Activity:
Write out once more the lines running from the top of the entries below to the line with "within a kind run", both ends included.

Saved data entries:
//! Cascading grant revocation.
//!
//! Revoking a grant deletes every token and code issued under it, across
//! kinds. Members are read once from the [`GrantIndex`], grouped by kind and
//! deleted concurrently: kinds run in parallel, and deletes within a kind run
//! in parallel too. The revocation completes only when every delete has
//! completed.
//!
//! Failures are not retried and successful deletes are not rolled back. A
//! revocation with failed deletes reports [`StoreError::PartialRevocation`]
//! and keeps the grant's index entry, so the same grant can be revoked again.
//! Members of kinds that revocation never deletes stay in the entry.

use std::collections::BTreeMap;
use std::sync::Arc;

use async_trait::async_trait;
use futures_util::future::join_all;
use serde::Serialize;
use tracing::{error, info, instrument, warn};

use crate::backend::DynBackend;
use crate::config::TableConfig;
use crate::error::{StoreError, StoreResult};
use crate::grant::GrantIndex;
use crate::key::StorageKey;
use crate::kind::ArtifactKind;

/// Entry point the identity provider calls when a grant is revoked.
#[async_trait]
pub trait GrantRevoker: Send + Sync {
    /// Deletes every artifact issued under `grant_id`.
    ///
    /// Revoking an unknown grant succeeds with an empty report.
    ///
    /// # Errors
    ///
    /// Returns [`StoreError::PartialRevocation`] if any delete failed, or a
    /// backend error if the grant index cannot be read.
    async fn revoke(&self, grant_id: &str) -> StoreResult<RevocationReport>;
}

/// Outcome of a successful revocation.
#[derive(Debug, Clone, Default, PartialEq, Eq, Serialize)]
#[serde(rename_all = "camelCase")]
pub struct RevocationReport {
    /// The revoked grant.
    pub grant_id: String,
    /// Number of delete calls that succeeded.
    ///
    /// Deleting a missing row succeeds, so members whose row had already
    /// expired or been destroyed are counted too. This is not the number of
    /// rows removed.
    pub deleted: usize,
    /// Index members skipped because their kind is not revocable. They remain
    /// in the grant's index entry.
    pub skipped: usize,
    /// Successful delete calls per kind.
    pub by_kind: BTreeMap<ArtifactKind, usize>,
}

impl RevocationReport {
    /// Returns `true` if no delete call was issued.
    #[must_use]
    pub fn is_empty(&self) -> bool {
        self.deleted == 0
    }
}

/// Revokes grants against the per-kind tables of one backend.
#[derive(Clone)]
pub struct RevocationCoordinator {
    backend: DynBackend,
    index: GrantIndex,
    tables: Arc<TableConfig>,
}

impl RevocationCoordinator {
    /// Creates a coordinator over `backend` using `tables` to locate each kind.
    #[must_use]
    pub fn new(backend: DynBackend, tables: Arc<TableConfig>) -> Self {
        let index = GrantIndex::new(backend.clone());
        Self {
            backend,
            index,
            tables,
        }
    }

    /// Deletes every member of one kind, returning the keys that failed.
    async fn delete_kind(&self, kind: ArtifactKind, ids: Vec<String>) -> (usize, Vec<String>) {
        let Some(table) = self.tables.table(kind) else {
            error!(kind = %kind, "No table configured for revocable kind");
            let keys = ids
                .into_iter()
                .map(|id| StorageKey::new(kind, id).encode())
                .collect();
            return (0, keys);
        };

        let results = join_all(ids.into_iter().map(|id| async move {
            let outcome = self.backend.delete(table, &id).await;
            (id, outcome)
        }))
        .await;

        let mut deleted = 0;
        let mut failed = Vec::new();
        for (id, outcome) in results {
            match outcome {
                Ok(()) => deleted += 1,
                Err(e) => {
                    let key = StorageKey::new(kind, id).encode();
                    warn!(key = %key, error = %e, "Failed to delete grant member");
                    failed.push(key);
                }
            }
        }
        (deleted, failed)
    }
}

#[async_trait]
impl GrantRevoker for RevocationCoordinator {
    #[instrument(skip(self))]
    async fn revoke(&self, grant_id: &str) -> StoreResult<RevocationReport> {
        let members = self.index.members(grant_id).await?;

        let mut report = RevocationReport {
            grant_id: grant_id.to_string(),
            ..RevocationReport::default()
        };

        let mut by_kind: BTreeMap<ArtifactKind, Vec<String>> = BTreeMap::new();
        let mut kept = Vec::new();
        for member in members {
            if member.kind().is_revocable() {
                by_kind
                    .entry(member.kind())
                    .or_default()
                    .push(member.id().to_string());
            } else {
                warn!(key = %member, "Skipping grant member of non-revocable kind");
                kept.push(member);
            }
        }
        report.skipped = kept.len();

        let attempted: usize = by_kind.values().map(Vec::len).sum();
        let outcomes = join_all(
            by_kind
                .into_iter()
                .map(|(kind, ids)| async move { (kind, self.delete_kind(kind, ids).await) }),
        )
        .await;

        let mut failed_keys = Vec::new();
        for (kind, (deleted, failed)) in outcomes {
            if deleted > 0 {
                report.by_kind.insert(kind, deleted);
            }
            report.deleted += deleted;
            failed_keys.extend(failed);
        }

        if !failed_keys.is_empty() {
            error!(
                failed = failed_keys.len(),
                attempted, "Grant revocation left artifacts behind"
            );
            return Err(StoreError::PartialRevocation {
                grant_id: grant_id.to_string(),
                failed: failed_keys.len(),
                attempted,
                failed_keys,
            });
        }

        if kept.is_empty() {
            self.index.clear(grant_id).await?;
        } else {
            self.index.retain(grant_id, &kept).await?;
        }
        info!(deleted = report.deleted, skipped = report.skipped, "Revoked grant");
        Ok(report)
    }
}

#[cfg(test)]
mod tests {
    use super::*;
    use crate::ArtifactBackend;
    use crate::artifact::Artifact;
    use crate::testing::MapBackend;
    use serde_json::{Map, Value, json};

    fn tables() -> Arc<TableConfig> {
        Arc::new(TableConfig::with_prefix("t_"))
    }

    async fn seed(backend: &MapBackend, tables: &TableConfig, kind: ArtifactKind, id: &str, grant: &str) {
        let payload: Map<String, Value> = json!({"grantId": grant}).as_object().cloned().unwrap();
        let artifact = Artifact::new(kind, id, payload, 1_000, Some(3_600));
        backend
            .put(tables.table(kind).unwrap(), &artifact)
            .await
            .unwrap();
        backend
            .append_index_member(&format!("grant:{grant}"), &artifact.storage_key().encode())
            .await
            .unwrap();
    }

    #[tokio::test]
    async fn test_revoke_deletes_members_across_kinds() {
        let backend = Arc::new(MapBackend::new());
        let tables = tables();
        seed(&backend, &tables, ArtifactKind::AccessToken, "a1", "G1").await;
        seed(&backend, &tables, ArtifactKind::AccessToken, "a2", "G1").await;
        seed(&backend, &tables, ArtifactKind::RefreshToken, "r1", "G1").await;
        seed(&backend, &tables, ArtifactKind::AuthorizationCode, "c1", "G2").await;

        let coordinator = RevocationCoordinator::new(backend.clone(), tables.clone());
        let report = coordinator.revoke("G1").await.unwrap();

        assert_eq!(report.deleted, 3);
        assert_eq!(report.by_kind.get(&ArtifactKind::AccessToken), Some(&2));
        assert_eq!(report.by_kind.get(&ArtifactKind::RefreshToken), Some(&1));
        assert_eq!(backend.row_count(), 1);
        assert!(backend.index_members("grant:G1").await.unwrap().is_empty());
        assert_eq!(backend.index_members("grant:G2").await.unwrap().len(), 1);
    }

    #[tokio::test]
    async fn test_revoke_unknown_grant_is_empty() {
        let coordinator = RevocationCoordinator::new(Arc::new(MapBackend::new()), tables());
        let report = coordinator.revoke("nobody").await.unwrap();
        assert!(report.is_empty());
        assert_eq!(report.grant_id, "nobody");
    }

    #[tokio::test]
    async fn test_revoke_tolerates_stale_members() {
        let backend = Arc::new(MapBackend::new());
        backend
            .append_index_member("grant:G1", "AccessToken:already-gone")
            .await
            .unwrap();

        let coordinator = RevocationCoordinator::new(backend, tables());
        let report = coordinator.revoke("G1").await.unwrap();
        assert_eq!(report.deleted, 1);
    }

    #[tokio::test]
    async fn test_revoke_skips_non_revocable_kinds() {
        let backend = Arc::new(MapBackend::new());
        let tables = tables();
        seed(&backend, &tables, ArtifactKind::Session, "s1", "G1").await;
        seed(&backend, &tables, ArtifactKind::AccessToken, "a1", "G1").await;

        let coordinator = RevocationCoordinator::new(backend.clone(), tables);
        let report = coordinator.revoke("G1").await.unwrap();

        assert_eq!(report.deleted, 1);
        assert_eq!(report.skipped, 1);
        assert_eq!(backend.row_count(), 1);
        assert_eq!(
            backend.index_members("grant:G1").await.unwrap(),
            vec!["Session:s1".to_string()]
        );
    }

    #[tokio::test]
    async fn test_revoke_deletes_registration_and_initial_access_tokens() {
        let backend = Arc::new(MapBackend::new());
        let tables = tables();
        seed(&backend, &tables, ArtifactKind::RegistrationAccessToken, "rat", "G1").await;
        seed(&backend, &tables, ArtifactKind::InitialAccessToken, "iat", "G1").await;

        let coordinator = RevocationCoordinator::new(backend.clone(), tables);
        let report = coordinator.revoke("G1").await.unwrap();

        assert_eq!(report.deleted, 2);
        assert_eq!(report.skipped, 0);
        assert_eq!(backend.row_count(), 0);
        assert!(backend.index_members("grant:G1").await.unwrap().is_empty());
    }

    #[tokio::test]
    async fn test_partial_failure_is_aggregated_and_keeps_index() {
        let backend = Arc::new(MapBackend::new());
        let tables = tables();
        seed(&backend, &tables, ArtifactKind::AccessToken, "a1", "G1").await;
        seed(&backend, &tables, ArtifactKind::RefreshToken, "r1", "G1").await;
        seed(&backend, &tables, ArtifactKind::ClientCredentials, "cc1", "G1").await;
        backend.fail_delete(tables.table(ArtifactKind::RefreshToken).unwrap(), "r1");

        let coordinator = RevocationCoordinator::new(backend.clone(), tables);
        let err = coordinator.revoke("G1").await.unwrap_err();

        match err {
            StoreError::PartialRevocation {
                failed,
                attempted,
                failed_keys,
                ..
            } => {
                assert_eq!(failed, 1);
                assert_eq!(attempted, 3);
                assert_eq!(failed_keys, vec!["RefreshToken:r1".to_string()]);
            }
            other => panic!("unexpected error: {other}"),
        }

        assert_eq!(backend.row_count(), 1);
        assert_eq!(backend.index_members("grant:G1").await.unwrap().len(), 3);
    }
}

Solution for this task:
//! Cascading grant revocation.
//!
//! Revoking a grant deletes every token and code issued under it, across
//! kinds. Members are read once from the [`GrantIndex`], grouped by kind and
//! deleted concurrently: kinds run in parallel, and deletes within a kind run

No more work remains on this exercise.